Collected data entries
use axum::extract::State;
use axum::http::StatusCode;
use axum::Json;
use serde::Serialize;

use crate::app_state::AppState;

#[derive(Serialize)]
pub struct HealthResponse {
    pub status: String,
    pub version: String,
    pub checks: HealthChecks,
}

#[derive(Serialize)]
pub struct HealthChecks {
    pub queue: ComponentHealth,
}

#[derive(Serialize)]
pub struct ComponentHealth {
    pub status: String,
    pub backend: &'static str,
    pub latency_ms: Option<u64>,
    pub depth: Option<u64>,
}

/// GET /health — job queue connectivity and depth.
pub async fn health_check(State(state): State<AppState>) -> (StatusCode, Json<HealthResponse>) {
    let start = std::time::Instant::now();
    let backend = state.queue.backend_name();

    let queue_check = match state.queue.health_check().await {
        Ok(()) => ComponentHealth {
            status: "ok".to_string(),
            backend,
            latency_ms: Some(start.elapsed().as_millis() as u64),
            depth: state.queue.queue_depth().await.ok(),
        },
        Err(e) => {
            tracing::warn!(error = %e, backend, "Queue health check failed");
            ComponentHealth {
                status: "error".to_string(),
                backend,
                latency_ms: None,
                depth: None,
            }
        }
    };

    let healthy = queue_check.status == "ok";
    let status_code = if healthy {
        StatusCode::OK
    } else {
        StatusCode::SERVICE_UNAVAILABLE
    };

    if let Some(depth) = queue_check.depth {
        metrics::gauge!("job_queue_depth").set(depth as f64);
    }

    let response = HealthResponse {
        status: if healthy { "ok" } else { "degraded" }.to_string(),
        version: env!("CARGO_PKG_VERSION").to_string(),
        checks: HealthChecks { queue: queue_check },
    };

    (status_code, Json(response))
}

Problem description: Scan the lines above for "pub struct ComponentHealth" and for "connectivity and depth.". Repeat exactly the line holding each of them and every line in between.

Solution to this problem:
pub struct ComponentHealth {
    pub status: String,
    pub backend: &'static str,
    pub latency_ms: Option<u64>,
    pub depth: Option<u64>,
}

/// GET /health — job queue connectivity and depth.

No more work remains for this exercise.